I prezzi degli extra, ha puntualizzato l’azienda, sono definiti a livello corporate e inseriti nelle condizioni di vendita valide in tutti i punti vendita del marchio. L’importo può apparire elevato, ma una volta regolarmente battuto, non è possibile intervenire retroattivamente sullo scontrino.
Sul fronte informativo, Starbucks ha aggiunto di aver preso atto della segnalazione e ha ricordato che il personale è tenuto a comunicare eventuali costi aggiuntivi prima del completamento dell’ordine, in un’ottica di maggiore trasparenza verso il cliente.
Trasparenza dei prezzi e comunicazione al cliente
La vicenda evidenzia il nodo della trasparenza sui costi extra nei locali, in particolare quando l’aggiunta è proposta al banco senza una chiara indicazione del prezzo. Il cliente sostiene che la comunicazione preventiva sia mancata, elemento che ha inciso sulla percezione di scorrettezza.
La catena ha ribadito che gli “extra” sono tariffati e inseriti nelle condizioni di vendita, richiamando il personale a informare sui supplementi prima di chiudere l’ordine. La distinzione tra ingredienti inclusi e a pagamento resta quindi cruciale per evitare contestazioni.
In questo contesto, l’obbligo di segnalare costi aggiuntivi non riguarda solo la cartellonistica, ma anche la verbalizzazione al momento della proposta: una comunicazione esplicita su prezzi e quantità può prevenire reclami e rafforzare la fiducia del cliente.
FAQ
- Quanto è costata la fettina di limone?
1,50 euro come “ingrediente extra”. - Il cliente era stato informato prima del pagamento?

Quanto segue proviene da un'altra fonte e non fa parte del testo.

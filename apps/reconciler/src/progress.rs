use anyhow::anyhow;
use sso_core::{
    IdentityServer, Realm, RealmPhase, ReconcileError, Resource, StageOutcome, get_typed,
    secret_string,
};
use tracing::{debug, info};

use crate::reconciler::Reconciler;
use crate::settings::{ADMIN_URL_KEY, IDENTITY_SERVER_NAME, REALM_NAME};

impl Reconciler {
    /// Records the versions the identity server reports and waits for the
    /// realm to be accepted before exporting its endpoint.
    pub(crate) async fn handle_progress_phase(&mut self) -> Result<StageOutcome, ReconcileError> {
        let namespace = self.config.namespace().to_string();

        // an unreadable server only delays the version update
        let server = get_typed::<IdentityServer>(
            self.deps.resources.as_ref(),
            IDENTITY_SERVER_NAME,
            &namespace,
        )
        .await;
        match server {
            Ok(Some(server)) if server.status.version != self.config.product_version() => {
                info!(version = %server.status.version, "identity server version changed");
                self.config.set_product_version(server.status.version);
                self.persist_config().await?;
            }
            Ok(_) => {}
            Err(err) => debug!(error = %err, "identity server unavailable for version check"),
        }

        // the server operator does not report its own version
        if self.config.operator_version() != self.settings.operator_version {
            let version = self.settings.operator_version.clone();
            self.config.set_operator_version(version);
            self.persist_config().await?;
        }

        debug!("checking ready status for realm");
        let realm = get_typed::<Realm>(self.deps.resources.as_ref(), REALM_NAME, &namespace)
            .await
            .map_err(|err| ReconcileError::from(err).context("failed to get realm"))?
            .ok_or_else(|| ReconcileError::MissingResource {
                kind: Realm::KIND,
                name: REALM_NAME.to_string(),
                namespace: namespace.clone(),
            })?;

        if realm.status.phase != RealmPhase::Reconciling {
            info!(phase = %realm.status.phase, "realm not yet accepted by the identity server");
            return Ok(StageOutcome::in_progress(format!(
                "realm {REALM_NAME} is in phase {}",
                realm.status.phase
            )));
        }

        self.export_config()
            .await
            .map_err(|err| err.context("failed to write rhsso config"))?;
        info!("identity server has accepted the realm");
        Ok(StageOutcome::Completed)
    }

    /// Copies the realm name and the admin endpoint from the server's admin
    /// credential secret into product configuration.
    pub(crate) async fn export_config(&mut self) -> Result<(), ReconcileError> {
        let namespace = self.config.namespace().to_string();
        let server = get_typed::<IdentityServer>(
            self.deps.resources.as_ref(),
            IDENTITY_SERVER_NAME,
            &namespace,
        )
        .await?
        .ok_or_else(|| ReconcileError::MissingResource {
            kind: IdentityServer::KIND,
            name: IDENTITY_SERVER_NAME.to_string(),
            namespace: namespace.clone(),
        })?;

        let secret_name = server.spec.admin_credentials;
        if secret_name.is_empty() {
            return Err(anyhow!(
                "identity server {IDENTITY_SERVER_NAME} does not name an admin credential secret yet"
            )
            .into());
        }
        let data = self.require_secret(&secret_name, &namespace).await?;
        let host =
            secret_string(&data, ADMIN_URL_KEY).ok_or_else(|| ReconcileError::MissingSecretKey {
                name: secret_name.clone(),
                namespace: namespace.clone(),
                key: ADMIN_URL_KEY.to_string(),
            })?;

        if self.config.realm() == REALM_NAME && self.config.host() == host {
            return Ok(());
        }
        self.config.set_realm(REALM_NAME);
        self.config.set_host(host);
        self.persist_config().await
    }
}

Secondo il cliente, no; la comunicazione preventiva è il punto contestato. - Qual è la posizione di Starbucks sui rimborsi?
Nessun rimborso se il supplemento è applicato correttamente in cassa. - Chi stabilisce i prezzi degli extra?
I listini degli extra sono definiti a livello aziendale. - Il personale deve segnalare i supplementi?
Sì, l’azienda invita a indicare eventuali costi aggiuntivi prima dell’ordine. - Perché il caso ha fatto discutere a Torino?
Per la percezione di costo sproporzionato e la presunta mancanza di trasparenza.